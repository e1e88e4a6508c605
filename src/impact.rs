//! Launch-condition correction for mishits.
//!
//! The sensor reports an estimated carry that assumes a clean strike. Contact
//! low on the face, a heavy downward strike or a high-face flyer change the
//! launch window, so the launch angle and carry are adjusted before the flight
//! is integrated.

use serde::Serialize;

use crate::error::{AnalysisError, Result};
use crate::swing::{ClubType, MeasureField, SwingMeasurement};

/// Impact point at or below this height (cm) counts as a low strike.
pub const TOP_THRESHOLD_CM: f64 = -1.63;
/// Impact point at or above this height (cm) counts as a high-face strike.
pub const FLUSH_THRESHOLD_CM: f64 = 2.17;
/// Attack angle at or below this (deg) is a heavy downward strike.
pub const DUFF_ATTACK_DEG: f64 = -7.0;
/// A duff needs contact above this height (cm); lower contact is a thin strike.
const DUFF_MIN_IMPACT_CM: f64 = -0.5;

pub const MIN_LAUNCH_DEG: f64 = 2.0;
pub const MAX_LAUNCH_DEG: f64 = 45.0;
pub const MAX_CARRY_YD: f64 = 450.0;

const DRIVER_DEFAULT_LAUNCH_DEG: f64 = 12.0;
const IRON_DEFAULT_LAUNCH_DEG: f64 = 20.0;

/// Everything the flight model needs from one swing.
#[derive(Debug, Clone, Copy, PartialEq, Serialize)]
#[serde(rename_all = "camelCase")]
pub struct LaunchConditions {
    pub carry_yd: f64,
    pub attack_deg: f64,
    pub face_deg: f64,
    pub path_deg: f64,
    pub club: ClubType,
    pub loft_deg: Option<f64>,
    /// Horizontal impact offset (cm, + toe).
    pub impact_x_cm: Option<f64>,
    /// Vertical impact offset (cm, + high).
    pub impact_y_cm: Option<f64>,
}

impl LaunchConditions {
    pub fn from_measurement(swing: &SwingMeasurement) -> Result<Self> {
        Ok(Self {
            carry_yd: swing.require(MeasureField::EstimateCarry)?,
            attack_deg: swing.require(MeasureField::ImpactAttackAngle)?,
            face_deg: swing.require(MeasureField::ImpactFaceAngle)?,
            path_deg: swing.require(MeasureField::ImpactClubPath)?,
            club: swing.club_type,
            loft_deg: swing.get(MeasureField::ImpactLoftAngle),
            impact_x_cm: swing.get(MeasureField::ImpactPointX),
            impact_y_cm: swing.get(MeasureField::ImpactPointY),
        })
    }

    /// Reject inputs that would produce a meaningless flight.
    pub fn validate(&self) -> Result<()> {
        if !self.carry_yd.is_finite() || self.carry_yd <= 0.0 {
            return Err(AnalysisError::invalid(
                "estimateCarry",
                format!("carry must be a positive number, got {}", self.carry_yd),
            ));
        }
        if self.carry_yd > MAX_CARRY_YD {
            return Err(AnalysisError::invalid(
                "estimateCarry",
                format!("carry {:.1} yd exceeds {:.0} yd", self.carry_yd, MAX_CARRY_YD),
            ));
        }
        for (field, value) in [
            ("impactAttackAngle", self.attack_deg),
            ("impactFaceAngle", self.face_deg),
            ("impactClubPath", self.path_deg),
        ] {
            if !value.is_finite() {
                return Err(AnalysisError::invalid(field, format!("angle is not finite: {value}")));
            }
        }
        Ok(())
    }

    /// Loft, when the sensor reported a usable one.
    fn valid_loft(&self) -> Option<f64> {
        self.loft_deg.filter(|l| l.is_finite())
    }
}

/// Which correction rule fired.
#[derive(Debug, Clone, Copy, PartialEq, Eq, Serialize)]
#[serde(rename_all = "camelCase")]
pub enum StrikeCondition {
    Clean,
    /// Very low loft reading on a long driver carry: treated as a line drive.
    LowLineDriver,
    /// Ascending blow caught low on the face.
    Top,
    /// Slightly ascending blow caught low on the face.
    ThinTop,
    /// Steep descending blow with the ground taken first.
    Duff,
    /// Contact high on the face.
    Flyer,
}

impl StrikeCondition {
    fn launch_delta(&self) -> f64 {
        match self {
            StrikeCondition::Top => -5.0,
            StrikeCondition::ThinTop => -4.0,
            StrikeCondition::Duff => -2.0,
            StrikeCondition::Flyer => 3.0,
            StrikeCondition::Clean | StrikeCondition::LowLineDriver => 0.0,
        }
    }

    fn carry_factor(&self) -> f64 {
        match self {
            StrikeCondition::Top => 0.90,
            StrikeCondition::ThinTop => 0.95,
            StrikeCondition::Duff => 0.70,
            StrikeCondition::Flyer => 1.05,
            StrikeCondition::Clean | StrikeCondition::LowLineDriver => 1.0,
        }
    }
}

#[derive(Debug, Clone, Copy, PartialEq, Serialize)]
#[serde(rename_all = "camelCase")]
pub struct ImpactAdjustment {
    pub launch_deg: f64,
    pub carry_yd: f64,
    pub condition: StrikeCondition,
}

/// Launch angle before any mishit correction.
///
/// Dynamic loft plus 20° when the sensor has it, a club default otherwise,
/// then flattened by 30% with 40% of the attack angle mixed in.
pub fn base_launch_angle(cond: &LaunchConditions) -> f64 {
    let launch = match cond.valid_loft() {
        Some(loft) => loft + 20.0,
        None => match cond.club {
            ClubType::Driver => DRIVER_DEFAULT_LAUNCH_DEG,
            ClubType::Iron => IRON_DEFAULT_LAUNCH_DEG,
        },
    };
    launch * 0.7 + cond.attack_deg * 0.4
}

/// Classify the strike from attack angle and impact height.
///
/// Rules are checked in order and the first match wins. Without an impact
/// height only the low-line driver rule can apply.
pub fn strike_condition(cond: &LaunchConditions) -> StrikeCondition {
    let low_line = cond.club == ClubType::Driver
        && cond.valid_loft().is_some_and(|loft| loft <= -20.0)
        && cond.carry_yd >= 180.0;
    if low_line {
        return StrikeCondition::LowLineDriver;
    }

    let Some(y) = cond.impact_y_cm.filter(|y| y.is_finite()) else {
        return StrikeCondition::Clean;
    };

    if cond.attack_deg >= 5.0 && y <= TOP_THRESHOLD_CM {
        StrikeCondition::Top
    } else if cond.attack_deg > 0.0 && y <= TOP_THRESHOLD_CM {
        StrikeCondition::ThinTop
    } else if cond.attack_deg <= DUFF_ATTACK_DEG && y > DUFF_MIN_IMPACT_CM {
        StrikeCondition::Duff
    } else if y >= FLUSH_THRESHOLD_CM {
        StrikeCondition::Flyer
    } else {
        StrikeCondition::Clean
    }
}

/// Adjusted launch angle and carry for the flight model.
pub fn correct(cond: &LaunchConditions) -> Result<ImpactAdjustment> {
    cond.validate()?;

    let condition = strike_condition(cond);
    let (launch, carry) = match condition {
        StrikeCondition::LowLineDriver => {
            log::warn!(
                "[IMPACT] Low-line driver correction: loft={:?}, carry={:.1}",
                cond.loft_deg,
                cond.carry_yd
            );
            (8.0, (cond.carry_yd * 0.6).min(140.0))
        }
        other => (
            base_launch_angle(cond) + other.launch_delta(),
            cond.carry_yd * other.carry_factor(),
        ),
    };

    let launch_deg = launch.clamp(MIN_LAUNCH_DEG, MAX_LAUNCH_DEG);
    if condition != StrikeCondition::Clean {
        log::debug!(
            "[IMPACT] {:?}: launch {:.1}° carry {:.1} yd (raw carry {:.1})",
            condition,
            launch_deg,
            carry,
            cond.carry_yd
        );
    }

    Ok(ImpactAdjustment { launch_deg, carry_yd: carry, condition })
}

# # # #

Reproduce every record, making sure each one stays exactly the same.

*Reply*
repository e1e88e4a6508c605
filename src/impact.rs
//! Launch-condition correction for mishits.
//!
//! The sensor reports an estimated carry that assumes a clean strike. Contact
//! low on the face, a heavy downward strike or a high-face flyer change the
//! launch window, so the launch angle and carry are adjusted before the flight
//! is integrated.

use serde::Serialize;

use crate::error::{AnalysisError, Result};
use crate::swing::{ClubType, MeasureField, SwingMeasurement};

/// Impact point at or below this height (cm) counts as a low strike.
pub const TOP_THRESHOLD_CM: f64 = -1.63;
/// Impact point at or above this height (cm) counts as a high-face strike.
pub const FLUSH_THRESHOLD_CM: f64 = 2.17;
/// Attack angle at or below this (deg) is a heavy downward strike.
pub const DUFF_ATTACK_DEG: f64 = -7.0;
/// A duff needs contact above this height (cm); lower contact is a thin strike.
const DUFF_MIN_IMPACT_CM: f64 = -0.5;

pub const MIN_LAUNCH_DEG: f64 = 2.0;
pub const MAX_LAUNCH_DEG: f64 = 45.0;
pub const MAX_CARRY_YD: f64 = 450.0;

const DRIVER_DEFAULT_LAUNCH_DEG: f64 = 12.0;
const IRON_DEFAULT_LAUNCH_DEG: f64 = 20.0;

/// Everything the flight model needs from one swing.
#[derive(Debug, Clone, Copy, PartialEq, Serialize)]
#[serde(rename_all = "camelCase")]
pub struct LaunchConditions {
    pub carry_yd: f64,
    pub attack_deg: f64,
    pub face_deg: f64,
    pub path_deg: f64,
    pub club: ClubType,
    pub loft_deg: Option<f64>,
    /// Horizontal impact offset (cm, + toe).
    pub impact_x_cm: Option<f64>,
    /// Vertical impact offset (cm, + high).
    pub impact_y_cm: Option<f64>,
}

impl LaunchConditions {
    pub fn from_measurement(swing: &SwingMeasurement) -> Result<Self> {
        Ok(Self {
            carry_yd: swing.require(MeasureField::EstimateCarry)?,
            attack_deg: swing.require(MeasureField::ImpactAttackAngle)?,
            face_deg: swing.require(MeasureField::ImpactFaceAngle)?,
            path_deg: swing.require(MeasureField::ImpactClubPath)?,
            club: swing.club_type,
            loft_deg: swing.get(MeasureField::ImpactLoftAngle),
            impact_x_cm: swing.get(MeasureField::ImpactPointX),
            impact_y_cm: swing.get(MeasureField::ImpactPointY),
        })
    }

    /// Reject inputs that would produce a meaningless flight.
    pub fn validate(&self) -> Result<()> {
        if !self.carry_yd.is_finite() || self.carry_yd <= 0.0 {
            return Err(AnalysisError::invalid(
                "estimateCarry",
                format!("carry must be a positive number, got {}", self.carry_yd),
            ));
        }
        if self.carry_yd > MAX_CARRY_YD {
            return Err(AnalysisError::invalid(
                "estimateCarry",
                format!("carry {:.1} yd exceeds {:.0} yd", self.carry_yd, MAX_CARRY_YD),
            ));
        }
        for (field, value) in [
            ("impactAttackAngle", self.attack_deg),
            ("impactFaceAngle", self.face_deg),
            ("impactClubPath", self.path_deg),
        ] {
            if !value.is_finite() {
                return Err(AnalysisError::invalid(field, format!("angle is not finite: {value}")));
            }
        }
        Ok(())
    }

    /// Loft, when the sensor reported a usable one.
    fn valid_loft(&self) -> Option<f64> {
        self.loft_deg.filter(|l| l.is_finite())
    }
}

/// Which correction rule fired.
#[derive(Debug, Clone, Copy, PartialEq, Eq, Serialize)]
#[serde(rename_all = "camelCase")]
pub enum StrikeCondition {
    Clean,
    /// Very low loft reading on a long driver carry: treated as a line drive.
    LowLineDriver,
    /// Ascending blow caught low on the face.
    Top,
    /// Slightly ascending blow caught low on the face.
    ThinTop,
    /// Steep descending blow with the ground taken first.
    Duff,
    /// Contact high on the face.
    Flyer,
}

impl StrikeCondition {
    fn launch_delta(&self) -> f64 {
        match self {
            StrikeCondition::Top => -5.0,
            StrikeCondition::ThinTop => -4.0,
            StrikeCondition::Duff => -2.0,
            StrikeCondition::Flyer => 3.0,
            StrikeCondition::Clean | StrikeCondition::LowLineDriver => 0.0,
        }
    }

    fn carry_factor(&self) -> f64 {
        match self {
            StrikeCondition::Top => 0.90,
            StrikeCondition::ThinTop => 0.95,
            StrikeCondition::Duff => 0.70,
            StrikeCondition::Flyer => 1.05,
            StrikeCondition::Clean | StrikeCondition::LowLineDriver => 1.0,
        }
    }
}

#[derive(Debug, Clone, Copy, PartialEq, Serialize)]
#[serde(rename_all = "camelCase")]
pub struct ImpactAdjustment {
    pub launch_deg: f64,
    pub carry_yd: f64,
    pub condition: StrikeCondition,
}

/// Launch angle before any mishit correction.
///
/// Dynamic loft plus 20° when the sensor has it, a club default otherwise,
/// then flattened by 30% with 40% of the attack angle mixed in.
pub fn base_launch_angle(cond: &LaunchConditions) -> f64 {
    let launch = match cond.valid_loft() {
        Some(loft) => loft + 20.0,
        None => match cond.club {
            ClubType::Driver => DRIVER_DEFAULT_LAUNCH_DEG,
            ClubType::Iron => IRON_DEFAULT_LAUNCH_DEG,
        },
    };
    launch * 0.7 + cond.attack_deg * 0.4
}

/// Classify the strike from attack angle and impact height.
///
/// Rules are checked in order and the first match wins. Without an impact
/// height only the low-line driver rule can apply.
pub fn strike_condition(cond: &LaunchConditions) -> StrikeCondition {
    let low_line = cond.club == ClubType::Driver
        && cond.valid_loft().is_some_and(|loft| loft <= -20.0)
        && cond.carry_yd >= 180.0;
    if low_line {
        return StrikeCondition::LowLineDriver;
    }

    let Some(y) = cond.impact_y_cm.filter(|y| y.is_finite()) else {
        return StrikeCondition::Clean;
    };

    if cond.attack_deg >= 5.0 && y <= TOP_THRESHOLD_CM {
        StrikeCondition::Top
    } else if cond.attack_deg > 0.0 && y <= TOP_THRESHOLD_CM {
        StrikeCondition::ThinTop
    } else if cond.attack_deg <= DUFF_ATTACK_DEG && y > DUFF_MIN_IMPACT_CM {
        StrikeCondition::Duff
    } else if y >= FLUSH_THRESHOLD_CM {
        StrikeCondition::Flyer
    } else {
        StrikeCondition::Clean
    }
}

/// Adjusted launch angle and carry for the flight model.
pub fn correct(cond: &LaunchConditions) -> Result<ImpactAdjustment> {
    cond.validate()?;

    let condition = strike_condition(cond);
    let (launch, carry) = match condition {
        StrikeCondition::LowLineDriver => {
            log::warn!(
                "[IMPACT] Low-line driver correction: loft={:?}, carry={:.1}",
                cond.loft_deg,
                cond.carry_yd
            );
            (8.0, (cond.carry_yd * 0.6).min(140.0))
        }
        other => (
            base_launch_angle(cond) + other.launch_delta(),
            cond.carry_yd * other.carry_factor(),
        ),
    };

    let launch_deg = launch.clamp(MIN_LAUNCH_DEG, MAX_LAUNCH_DEG);
    if condition != StrikeCondition::Clean {
        log::debug!(
            "[IMPACT] {:?}: launch {:.1}° carry {:.1} yd (raw carry {:.1})",
            condition,
            launch_deg,
            carry,
            cond.carry_yd
        );
    }

    Ok(ImpactAdjustment { launch_deg, carry_yd: carry, condition })
}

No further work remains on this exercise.